■ **Your instructions**
For each line below that contains the word "rejected", return that line.

(Stored items)
//! Audio device sink via CPAL
//!
//! `cpal::Stream` is not `Send`, so the stream lives on a dedicated owner
//! thread for its whole life; the sink that travels to the render thread
//! only holds the producer side of a lock-free ring. The device callback
//! pops from the ring and zero-fills on underrun.

use std::time::Duration;

use cpal::traits::{DeviceTrait, HostTrait, StreamTrait};
use crossbeam::channel::{bounded, Sender};
use log::{error, warn};
use rtrb::RingBuffer;

use crate::frame::Frame;
use crate::fx::RenderError;
use crate::program::ProgramError;
use crate::source::{MediaFormat, SourceInfo};

use super::RenderSink;

// Ring sized for ~250 ms at 48 kHz stereo; render blocks briefly when full.
const RING_SAMPLES: usize = 24_000;
const PUSH_RETRY: Duration = Duration::from_millis(1);

pub struct CpalSink {
    sample_rate: u32,
    channels: u16,
    producer: rtrb::Producer<f32>,
    _shutdown: Sender<()>,
}

impl CpalSink {
    /// Open the default output device at the given format
    ///
    /// Fails if no device is available or the device refuses the format.
    pub fn open(sample_rate: u32, channels: u16) -> Result<Self, RenderError> {
        let (producer, consumer) = RingBuffer::<f32>::new(RING_SAMPLES);
        let (ready_tx, ready_rx) = bounded::<Result<(), String>>(1);
        let (shutdown_tx, shutdown_rx) = bounded::<()>(0);

        std::thread::Builder::new()
            .name("reel-cpal-output".into())
            .spawn(move || {
                let stream = match build_stream(sample_rate, channels, consumer) {
                    Ok(stream) => stream,
                    Err(err) => {
                        let _ = ready_tx.send(Err(err));
                        return;
                    }
                };
                if let Err(err) = stream.play() {
                    let _ = ready_tx.send(Err(format!("failed to start stream: {err}")));
                    return;
                }
                let _ = ready_tx.send(Ok(()));
                // Keep the stream alive until the sink drops
                let _ = shutdown_rx.recv();
            })?;

        ready_rx
            .recv()
            .map_err(|_| RenderError::Sink("cpal owner thread died".into()))?
            .map_err(RenderError::Sink)?;

        Ok(Self {
            sample_rate,
            channels,
            producer,
            _shutdown: shutdown_tx,
        })
    }
}

fn build_stream(
    sample_rate: u32,
    channels: u16,
    mut consumer: rtrb::Consumer<f32>,
) -> Result<cpal::Stream, String> {
    let host = cpal::default_host();
    let device = host
        .default_output_device()
        .ok_or_else(|| "no default output device".to_string())?;

    let config = cpal::StreamConfig {
        channels,
        sample_rate: cpal::SampleRate(sample_rate),
        buffer_size: cpal::BufferSize::Default,
    };

    device
        .build_output_stream(
            &config,
            move |out: &mut [f32], _| {
                let mut underrun = 0usize;
                for sample in out.iter_mut() {
                    match consumer.pop() {
                        Ok(s) => *sample = s,
                        Err(_) => {
                            *sample = 0.0;
                            underrun += 1;
                        }
                    }
                }
                // Whole-buffer underruns are normal before the first frame
                if underrun > 0 && underrun < out.len() {
                    warn!("audio output underrun: {underrun} samples zero-filled");
                }
            },
            |err| error!("audio output stream error: {err}"),
            None,
        )
        .map_err(|err| format!("failed to build output stream: {err}"))
}

impl RenderSink for CpalSink {
    fn name(&self) -> &'static str {
        "cpal-output"
    }

    fn accepts(&self, source: &SourceInfo) -> Result<(), ProgramError> {
        match source.format {
            MediaFormat::Audio { sample_rate, channels }
                if sample_rate == self.sample_rate && channels == self.channels =>
            {
                Ok(())
            }
            MediaFormat::Audio { sample_rate, channels } => {
                Err(ProgramError::UnsupportedFormat(format!(
                    "device runs {} Hz / {} ch, source is {} Hz / {} ch",
                    self.sample_rate, self.channels, sample_rate, channels
                )))
            }
            MediaFormat::Video { .. } => Err(ProgramError::UnsupportedFormat(
                "audio device takes audio only".into(),
            )),
        }
    }

    fn render(&mut self, frame: &Frame) -> Result<(), RenderError> {
        let audio = frame.as_audio().ok_or(RenderError::ExpectedAudio {
            command: "cpal-output",
        })?;

        // Device backpressure: block in short steps until the ring drains
        for &sample in audio.samples.iter() {
            let mut value = sample;
            loop {
                match self.producer.push(value) {
                    Ok(()) => break,
                    Err(rtrb::PushError::Full(rejected)) => {
                        if self.producer.is_abandoned() {
                            return Err(RenderError::Sink("audio device stream gone".into()));
                        }
                        value = rejected;
                        std::thread::sleep(PUSH_RETRY);
                    }
                }
            }
        }
        Ok(())
    }

    fn drain(&mut self) -> Result<(), RenderError> {
        // Let the callback play out what is still queued
        while self.producer.slots() < RING_SAMPLES {
            if self.producer.is_abandoned() {
                return Err(RenderError::Sink("audio device stream gone".into()));
            }
            std::thread::sleep(PUSH_RETRY);
        }
        Ok(())
    }
}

■ **Your solution**
                    Err(rtrb::PushError::Full(rejected)) => {
                        value = rejected;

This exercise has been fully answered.